Having said that, everyone's ears are different, so if at all possible, try to hear them (and mix on them) in your space!

Have fun


----------



## Jack Weaver (Jul 28, 2017)

My experience with Amphion regarding film mixing (score mixing more precisely):

I bought a pair of Amphion Two18's. I used them at first as alternate speakers for my ATC 150's (left, center and right). After a few months I realized that I forgot I had actually turned off the ATC's some time ago. I was using and preferring the Amphions 95% of the time. I sold the ATC 150's.

Most people if they were to go into a demo room and hear speakers might prefer other things (i.e. brighter speakers) like Genelecs or Barefoots. But if you actually work with them for any amount of time you come to realize that you are spending much less time on getting accurate mixes, you can work for more hours at a stretch without ear strain because of the smooth phase response and most importantly your mixes simply translate very, very well.

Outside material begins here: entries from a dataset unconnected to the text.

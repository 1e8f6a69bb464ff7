//! Stored configs: JSON payloads restricted to an allow-listed shape.

use chrono::{DateTime, Utc};
use indexmap::IndexMap;
use serde::{Deserialize, Serialize};
use sha2::{Digest, Sha256};
use uuid::Uuid;

use crate::error::ConfigError;
use crate::level::Level;

/// Content hash of a stored config. Equal hashes mean re-applying would be
/// a no-op, so the scheduler can skip the applier.
pub type ConfigHash = [u8; 32];

/// Per-logger overrides accepted from a partial config payload.
///
/// Every field is optional so "key present" stays distinguishable from
/// "key absent" when resolving against defaults.
#[derive(Debug, Clone, Default, PartialEq, Serialize, Deserialize)]
pub struct LoggerOverride {
    #[serde(skip_serializing_if = "Option::is_none")]
    pub level: Option<Level>,
    #[serde(skip_serializing_if = "Option::is_none")]
    pub propagate: Option<bool>,
    #[serde(skip_serializing_if = "Option::is_none")]
    pub filters: Option<Vec<String>>,
    #[serde(skip_serializing_if = "Option::is_none")]
    pub handlers: Option<Vec<String>>,
}

/// Per-handler overrides. Handler identity (class, formatter, ...) is never
/// overridable, so only `level` and `filters` survive the write.
#[derive(Debug, Clone, Default, PartialEq, Serialize, Deserialize)]
pub struct HandlerOverride {
    #[serde(skip_serializing_if = "Option::is_none")]
    pub level: Option<Level>,
    #[serde(skip_serializing_if = "Option::is_none")]
    pub filters: Option<Vec<String>>,
}

/// The typed, allow-listed form of a partial config payload.
///
/// Deserializing drops unknown namespaces and unknown keys inside entries;
/// re-serializing therefore stores only the allow-listed shape.
#[derive(Debug, Clone, Default, PartialEq, Serialize, Deserialize)]
pub struct ConfigSpec {
    #[serde(default)]
    pub loggers: IndexMap<String, LoggerOverride>,
    #[serde(default)]
    pub handlers: IndexMap<String, HandlerOverride>,
}

impl ConfigSpec {
    /// Parse a payload. An empty document is a valid empty spec.
    pub fn from_json(json: &str) -> Result<Self, ConfigError> {
        if json.trim().is_empty() {
            return Ok(Self::default());
        }
        Ok(serde_json::from_str(json)?)
    }

    pub fn to_json(&self) -> Result<String, ConfigError> {
        Ok(serde_json::to_string(self)?)
    }
}

/// A named, stored configuration payload.
///
/// The payload is kept as JSON text: the allow-list is enforced at write
/// time and the text is re-parsed at apply time, so a payload corrupted in
/// storage surfaces as a [`ConfigError`] instead of a partial apply.
#[derive(Debug, Clone, PartialEq, Serialize, Deserialize)]
pub struct LogConfig {
    pub id: Uuid,
    pub name: String,
    pub payload: String,
    /// Bumped by the store on every write.
    pub last_modified: DateTime<Utc>,
}

impl LogConfig {
    pub fn new(name: impl Into<String>, spec: &ConfigSpec) -> Result<Self, ConfigError> {
        Ok(Self {
            id: Uuid::new_v4(),
            name: name.into(),
            payload: spec.to_json()?,
            last_modified: Utc::now(),
        })
    }

    /// Create a config from an arbitrary JSON document, keeping only the
    /// allow-listed keys.
    pub fn from_json(name: impl Into<String>, json: &str) -> Result<Self, ConfigError> {
        let spec = ConfigSpec::from_json(json)?;
        Self::new(name, &spec)
    }

    /// Parse the stored payload back into its typed form.
    pub fn spec(&self) -> Result<ConfigSpec, ConfigError> {
        ConfigSpec::from_json(&self.payload)
    }

    /// SHA-256 over identity and payload.
    pub fn content_hash(&self) -> ConfigHash {
        let mut hasher = Sha256::new();
        hasher.update(self.id.as_bytes());
        hasher.update(self.payload.as_bytes());
        hasher.finalize().into()
    }

    /// Content hash of the synthetic default config ("no window active").
    /// Never collides with a stored config, which always hashes a random
    /// id plus its payload.
    pub fn fallback_hash() -> ConfigHash {
        let mut hasher = Sha256::new();
        hasher.update(Uuid::nil().as_bytes());
        hasher.finalize().into()
    }
}
use std::fmt;
use std::str::FromStr;

use serde::{Deserialize, Serialize};

use crate::error::ConfigError;

/// Severity level for a logger or handler entry.
///
/// Serialized UPPERCASE to match stored payloads. `WARNING` and `CRITICAL`
/// are accepted as aliases on input.
#[derive(
    Debug, Clone, Copy, Default, PartialEq, Eq, PartialOrd, Ord, Hash, Serialize, Deserialize,
)]
#[serde(rename_all = "UPPERCASE")]
pub enum Level {
    Trace,
    Debug,
    #[default]
    Info,
    #[serde(alias = "WARNING")]
    Warn,
    #[serde(alias = "CRITICAL")]
    Error,
}

impl Level {
    pub fn as_str(&self) -> &'static str {
        match self {
            Level::Trace => "TRACE",
            Level::Debug => "DEBUG",
            Level::Info => "INFO",
            Level::Warn => "WARN",
            Level::Error => "ERROR",
        }
    }
}

impl fmt::Display for Level {
    fn fmt(&self, f: &mut fmt::Formatter<'_>) -> fmt::Result {
        f.write_str(self.as_str())
    }
}

impl FromStr for Level {
    type Err = ConfigError;

    fn from_str(s: &str) -> Result<Self, Self::Err> {
        match s.to_ascii_uppercase().as_str() {
            "TRACE" => Ok(Level::Trace),
            "DEBUG" => Ok(Level::Debug),
            "INFO" => Ok(Level::Info),
            "WARN" | "WARNING" => Ok(Level::Warn),
            "ERROR" | "CRITICAL" => Ok(Level::Error),
            other => Err(ConfigError::UnknownLevel(other.to_string())),
        }
    }
}

#[cfg(test)]
mod tests {
    use super::*;

    #[test]
    fn parse_is_case_insensitive() {
        assert_eq!("info".parse::<Level>().unwrap(), Level::Info);
        assert_eq!("WARN".parse::<Level>().unwrap(), Level::Warn);
        assert_eq!("Warning".parse::<Level>().unwrap(), Level::Warn);
        assert_eq!("critical".parse::<Level>().unwrap(), Level::Error);
        assert!("loud".parse::<Level>().is_err());
    }

    #[test]
    fn serde_uppercase_with_aliases() {
        assert_eq!(serde_json::to_string(&Level::Warn).unwrap(), "\"WARN\"");
        assert_eq!(
            serde_json::from_str::<Level>("\"WARNING\"").unwrap(),
            Level::Warn
        );
        assert_eq!(
            serde_json::from_str::<Level>("\"CRITICAL\"").unwrap(),
            Level::Error
        );
    }
}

Regarding the Amphion One18's for film score mixing - I might recommend a sub woofer. Full range is key if you want to have your stems survive the experience of the dub stage. There are lots of comments about adding subs to Amphions on Gearslutz (beware, this thread is 192 pages long and you should do a search to easier locate the subs comments): 
https://www.gearslutz.com/board/high-end/949764-amphion-beautiful.html

Since I like having two pair of mains, I did eventually replace the ATC's with Kii Threes. But that's a whole different story.

.


----------



## whinecellar (Jul 28, 2017)

^ wow - there's an Amphion endorsement if I ever heard one! Sold a pair of ATC 150s?!? That says something!


----------



## Jack Weaver (Jul 28, 2017)

Old room, showing ATC's and Amphions:





New improved space with Amphions and the Kii's which replace the ATC's:(just took the pic with my cell phone a minute ago.)





.


----------



## Scoremixer (Jul 28, 2017)

Those Kii's are tiny! Without wishing to derail the thread, mind telling us the story Jack? I guess you felt they were worth the hefty asking price.


----------



## Oliver_Codd (Jul 28, 2017)

Jack Weaver said:


> Old room, showing ATC's and Amphions:
> 
> 
> 
> ...



Hi Jack,

I'd be curious to hear your comparison between the ATC's and the Amphions. What exactly was it about the Amphions that made mixing easier or more enjoyable?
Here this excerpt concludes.